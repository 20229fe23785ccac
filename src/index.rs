//! Structure index: single-pass construction plus the query surface.
//!
//! Construction runs one forward pass over the canonical tokens with an
//! explicit opener stack, producing type buckets, opener/closer pair maps
//! in both directions, parent links, and the fence list. A second pass
//! (see [`crate::sections`]) derives the hierarchical section list from
//! the heading buckets. Everything is immutable after construction except
//! the children map, which is derived from the parent table on first use
//! and memoized.
//!
//! The index is safely reusable across multiple independent dispatch
//! passes with different collector sets.

use std::collections::HashMap;

use once_cell::unsync::OnceCell;
use serde::Serialize;

use crate::config::EngineConfig;
use crate::error::BuildError;
use crate::guard;
use crate::sections::{self, Section, SectionMap};
use crate::token::{self, CanonicalToken, SourceToken};

/// Type tag of heading openers.
pub const HEADING_OPEN: &str = "heading_open";

/// Type tag of inline content tokens.
pub const INLINE: &str = "inline";

/// Type tag of fenced code blocks.
pub const FENCE: &str = "fence";

/// One fenced block with a resolved line range.
#[derive(Debug, Clone, PartialEq, Eq, Serialize)]
pub struct FenceRecord {
    /// First source line of the fence.
    pub start_line: usize,
    /// Last source line of the fence.
    pub end_line: usize,
    /// Info string, e.g. the language tag.
    pub info: String,
}

/// Built structural indices over one canonicalized token stream.
#[derive(Debug)]
pub struct StructureIndex {
    tokens: Vec<CanonicalToken>,
    buckets: HashMap<String, Vec<usize>>,
    line_buckets: HashMap<String, Vec<(usize, usize)>>,
    opener_to_closer: HashMap<usize, usize>,
    closer_to_opener: HashMap<usize, usize>,
    parents: HashMap<usize, usize>,
    children: OnceCell<HashMap<usize, Vec<usize>>>,
    fences: Vec<FenceRecord>,
    sections: SectionMap,
    last_line: usize,
}

impl StructureIndex {
    /// Canonicalizes and indexes a caller-owned token stream.
    ///
    /// The resource guard checks the token count before any processing;
    /// use [`StructureIndex::build_with_source_size`] when the raw byte
    /// size of the document is known too.
    pub fn build<T: SourceToken>(
        tokens: &[T],
        config: &EngineConfig,
    ) -> Result<Self, BuildError> {
        guard::check(tokens.len(), None, config)?;
        Self::from_canonical(token::canonicalize(tokens), config)
    }

    /// Like [`StructureIndex::build`], additionally checking the raw byte
    /// size of the source document against the configured ceiling.
    pub fn build_with_source_size<T: SourceToken>(
        tokens: &[T],
        byte_size: usize,
        config: &EngineConfig,
    ) -> Result<Self, BuildError> {
        guard::check(tokens.len(), Some(byte_size), config)?;
        Self::from_canonical(token::canonicalize(tokens), config)
    }

    fn from_canonical(
        tokens: Vec<CanonicalToken>,
        config: &EngineConfig,
    ) -> Result<Self, BuildError> {
        let mut buckets: HashMap<String, Vec<usize>> = HashMap::new();
        let mut line_buckets: HashMap<String, Vec<(usize, usize)>> = HashMap::new();
        let mut opener_to_closer = HashMap::new();
        let mut closer_to_opener = HashMap::new();
        let mut parents = HashMap::new();
        let mut fences = Vec::new();

        let mut opener_stack: Vec<usize> = Vec::new();
        let mut last_line = 0usize;

        for (pos, tok) in tokens.iter().enumerate() {
            buckets
                .entry(tok.token_type.clone())
                .or_default()
                .push(pos);

            if let Some((start, end)) = tok.lines {
                last_line = last_line.max(end);
                line_buckets
                    .entry(tok.token_type.clone())
                    .or_default()
                    .push((start, pos));
            }

            if tok.is_closer() {
                // The closer's parent is its matched opener, assigned here
                // explicitly; the generic stack-top assignment below would
                // otherwise overwrite it with the grandparent.
                if let Some(opener) = opener_stack.pop() {
                    opener_to_closer.insert(opener, pos);
                    closer_to_opener.insert(pos, opener);
                    parents.insert(pos, opener);
                }
            } else {
                if let Some(&top) = opener_stack.last() {
                    parents.insert(pos, top);
                }
                if tok.is_opener() {
                    opener_stack.push(pos);
                    if config.max_depth > 0 && opener_stack.len() > config.max_depth {
                        return Err(BuildError::NestingTooDeep {
                            depth: opener_stack.len(),
                            limit: config.max_depth,
                            position: pos,
                        });
                    }
                }
            }

            if tok.token_type == FENCE {
                if let Some((start, end)) = tok.lines {
                    fences.push(FenceRecord {
                        start_line: start,
                        end_line: end,
                        info: tok.info.clone(),
                    });
                }
            }
        }

        // Coerced line starts can arrive in any order; the per-type line
        // lists must be sorted for the binary searches in
        // `positions_in_lines`.
        for list in line_buckets.values_mut() {
            list.sort_unstable();
        }

        let heading_positions = buckets
            .get(HEADING_OPEN)
            .map(Vec::as_slice)
            .unwrap_or(&[]);
        let sections = sections::build(&tokens, heading_positions, &parents, last_line);

        Ok(Self {
            tokens,
            buckets,
            line_buckets,
            opener_to_closer,
            closer_to_opener,
            parents,
            children: OnceCell::new(),
            fences,
            sections,
            last_line,
        })
    }

    /// The canonical token array, in document order.
    pub fn tokens(&self) -> &[CanonicalToken] {
        &self.tokens
    }

    /// One canonical token by position.
    pub fn token(&self, position: usize) -> Option<&CanonicalToken> {
        self.tokens.get(position)
    }

    /// Number of indexed tokens.
    pub fn len(&self) -> usize {
        self.tokens.len()
    }

    /// True when the document held no tokens.
    pub fn is_empty(&self) -> bool {
        self.tokens.is_empty()
    }

    /// Highest source line seen on any token.
    pub fn last_line(&self) -> usize {
        self.last_line
    }

    /// Closer position matched to an opener, if any.
    pub fn closer_of(&self, opener: usize) -> Option<usize> {
        self.opener_to_closer.get(&opener).copied()
    }

    /// Opener position matched to a closer, if any.
    pub fn opener_of(&self, closer: usize) -> Option<usize> {
        self.closer_to_opener.get(&closer).copied()
    }

    /// Structural parent of a position, if any.
    pub fn parent_of(&self, position: usize) -> Option<usize> {
        self.parents.get(&position).copied()
    }

    /// Direct children of a position, in document order.
    ///
    /// The children map is derived from the parent table on first call and
    /// memoized; the index is otherwise immutable after construction.
    pub fn children_of(&self, position: usize) -> &[usize] {
        let map = self.children.get_or_init(|| {
            let mut map: HashMap<usize, Vec<usize>> = HashMap::new();
            // Walking positions in order keeps every child list sorted
            // without a separate sort pass.
            for pos in 0..self.tokens.len() {
                if let Some(&parent) = self.parents.get(&pos) {
                    map.entry(parent).or_default().push(pos);
                }
            }
            map
        });
        map.get(&position).map(Vec::as_slice).unwrap_or(&[])
    }

    /// All positions of one token type, in document order.
    pub fn positions_of(&self, token_type: &str) -> &[usize] {
        self.buckets
            .get(token_type)
            .map(Vec::as_slice)
            .unwrap_or(&[])
    }

    /// Positions of one token type whose line range starts inside
    /// `start_line..=end_line`, in document order.
    ///
    /// Binary-searches a per-type list sorted by line start. Only tokens
    /// with a resolved line range participate; a range-less token in the
    /// same bucket never matches and never hides its siblings.
    pub fn positions_in_lines(
        &self,
        token_type: &str,
        start_line: usize,
        end_line: usize,
    ) -> Vec<usize> {
        let entries = self
            .line_buckets
            .get(token_type)
            .map(Vec::as_slice)
            .unwrap_or(&[]);

        let lower = entries.partition_point(|&(line, _)| line < start_line);
        let upper = entries.partition_point(|&(line, _)| line <= end_line);

        let mut positions: Vec<usize> =
            entries[lower..upper].iter().map(|&(_, pos)| pos).collect();
        positions.sort_unstable();
        positions
    }

    /// Concatenated leaf-text content across a position range
    /// (`start..end`, end exclusive).
    pub fn text_between(&self, start: usize, end: usize) -> String {
        let end = end.min(self.tokens.len());
        let mut text = String::new();
        for tok in &self.tokens[start.min(end)..end] {
            if tok.is_leaf() {
                text.push_str(&tok.content);
            }
        }
        text
    }

    /// All fenced blocks with resolved line ranges, in document order.
    pub fn fences(&self) -> &[FenceRecord] {
        &self.fences
    }

    /// The hierarchical section list, ordered by start line.
    pub fn sections(&self) -> &[Section] {
        self.sections.sections()
    }

    /// The innermost section containing a source line, if any.
    pub fn section_at(&self, line: usize) -> Option<&Section> {
        self.sections.section_at(line)
    }
}

#[cfg(test)]
mod tests {
    use super::*;
    use crate::testing::Tok;

    fn build(tokens: &[Tok]) -> StructureIndex {
        StructureIndex::build(tokens, &EngineConfig::default()).expect("build")
    }

    #[test]
    fn pairs_are_mutual_inverses() {
        let tokens = [
            Tok::open("blockquote_open"),
            Tok::open("paragraph_open"),
            Tok::inline("quoted"),
            Tok::close("paragraph_close"),
            Tok::close("blockquote_close"),
        ];
        let index = build(&tokens);

        assert_eq!(index.closer_of(0), Some(4));
        assert_eq!(index.opener_of(4), Some(0));
        assert_eq!(index.closer_of(1), Some(3));
        assert_eq!(index.opener_of(3), Some(1));
        assert_eq!(index.closer_of(2), None);
    }

    #[test]
    fn closer_parent_is_its_matched_opener() {
        let tokens = [
            Tok::open("blockquote_open"),
            Tok::open("paragraph_open"),
            Tok::close("paragraph_close"),
            Tok::close("blockquote_close"),
        ];
        let index = build(&tokens);

        // Not the grandparent: position 2 closes the paragraph opened at 1.
        assert_eq!(index.parent_of(2), Some(1));
        assert_eq!(index.parent_of(3), Some(0));
        assert_eq!(index.parent_of(1), Some(0));
        assert_eq!(index.parent_of(0), None);
    }

    #[test]
    fn children_are_sorted_and_memoized() {
        let tokens = [
            Tok::open("bullet_list_open"),
            Tok::open("list_item_open"),
            Tok::close("list_item_close"),
            Tok::open("list_item_open"),
            Tok::close("list_item_close"),
            Tok::close("bullet_list_close"),
        ];
        let index = build(&tokens);

        assert_eq!(index.children_of(0), &[1, 3, 5]);
        assert_eq!(index.children_of(1), &[2]);
        assert_eq!(index.children_of(2), &[] as &[usize]);
        // Second call hits the memoized map.
        assert_eq!(index.children_of(0), &[1, 3, 5]);
    }

    #[test]
    fn depth_ceiling_is_fatal_and_position_tagged() {
        let config = EngineConfig {
            max_depth: 2,
            ..EngineConfig::default()
        };
        let tokens = [
            Tok::open("blockquote_open"),
            Tok::open("blockquote_open"),
            Tok::open("blockquote_open"),
        ];
        let err = StructureIndex::build(&tokens, &config).unwrap_err();
        assert_eq!(
            err,
            BuildError::NestingTooDeep {
                depth: 3,
                limit: 2,
                position: 2,
            }
        );
    }

    #[test]
    fn unbalanced_closer_is_tolerated() {
        let tokens = [Tok::close("paragraph_close"), Tok::inline("after")];
        let index = build(&tokens);
        assert_eq!(index.opener_of(0), None);
        assert_eq!(index.parent_of(0), None);
        assert_eq!(index.parent_of(1), None);
    }

    #[test]
    fn fences_require_resolved_line_ranges() {
        let tokens = [
            Tok::fence("rust", 2, 5),
            Tok::new("fence", 0), // no line range: not recorded
            Tok::fence("", 8, 8),
        ];
        let index = build(&tokens);
        assert_eq!(
            index.fences(),
            &[
                FenceRecord {
                    start_line: 2,
                    end_line: 5,
                    info: "rust".to_string(),
                },
                FenceRecord {
                    start_line: 8,
                    end_line: 8,
                    info: String::new(),
                },
            ]
        );
    }

    #[test]
    fn ranged_queries_filter_by_line_start() {
        let tokens = [
            Tok::inline("a").with_lines(0, 0),
            Tok::inline("b").with_lines(3, 3),
            Tok::inline("c").with_lines(7, 8),
            Tok::inline("d"),
        ];
        let index = build(&tokens);

        assert_eq!(index.positions_in_lines(INLINE, 1, 7), vec![1, 2]);
        assert_eq!(index.positions_in_lines(INLINE, 4, 6), Vec::<usize>::new());
        assert_eq!(index.positions_of(INLINE), &[0, 1, 2, 3]);
        assert_eq!(index.positions_of("fence"), &[] as &[usize]);
    }

    #[test]
    fn range_less_tokens_never_hide_ranged_siblings() {
        let tokens = [
            Tok::inline("a").with_lines(5, 5),
            Tok::inline("no range"),
            Tok::inline("b").with_lines(6, 6),
        ];
        let index = build(&tokens);

        assert_eq!(index.positions_in_lines(INLINE, 5, 6), vec![0, 2]);
        assert_eq!(index.positions_in_lines(INLINE, 0, 100), vec![0, 2]);
    }

    #[test]
    fn out_of_order_line_starts_resolve_in_document_order() {
        // Hostile tokenizers may report lines out of document order.
        let tokens = [
            Tok::inline("late").with_lines(9, 9),
            Tok::inline("early").with_lines(2, 2),
            Tok::inline("mid").with_lines(4, 4),
        ];
        let index = build(&tokens);

        assert_eq!(index.positions_in_lines(INLINE, 2, 4), vec![1, 2]);
        assert_eq!(index.positions_in_lines(INLINE, 0, 9), vec![0, 1, 2]);
    }

    #[test]
    fn text_between_joins_leaf_content_only() {
        let tokens = [
            Tok::open("paragraph_open"),
            Tok::inline("Hello "),
            Tok::inline("world"),
            Tok::close("paragraph_close"),
        ];
        let index = build(&tokens);
        assert_eq!(index.text_between(0, 4), "Hello world");
        assert_eq!(index.text_between(2, 100), "world");
        assert_eq!(index.text_between(3, 3), "");
    }
}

● Work instructions
For the material above, reproduce exactly the lines from the line with "for tok in &self.tokens[start.min(end)..end]" to the line with "by start line.", inclusive, and exclude all others.

● Task result
        for tok in &self.tokens[start.min(end)..end] {
            if tok.is_leaf() {
                text.push_str(&tok.content);
            }
        }
        text
    }

    /// All fenced blocks with resolved line ranges, in document order.
    pub fn fences(&self) -> &[FenceRecord] {
        &self.fences
    }

    /// The hierarchical section list, ordered by start line.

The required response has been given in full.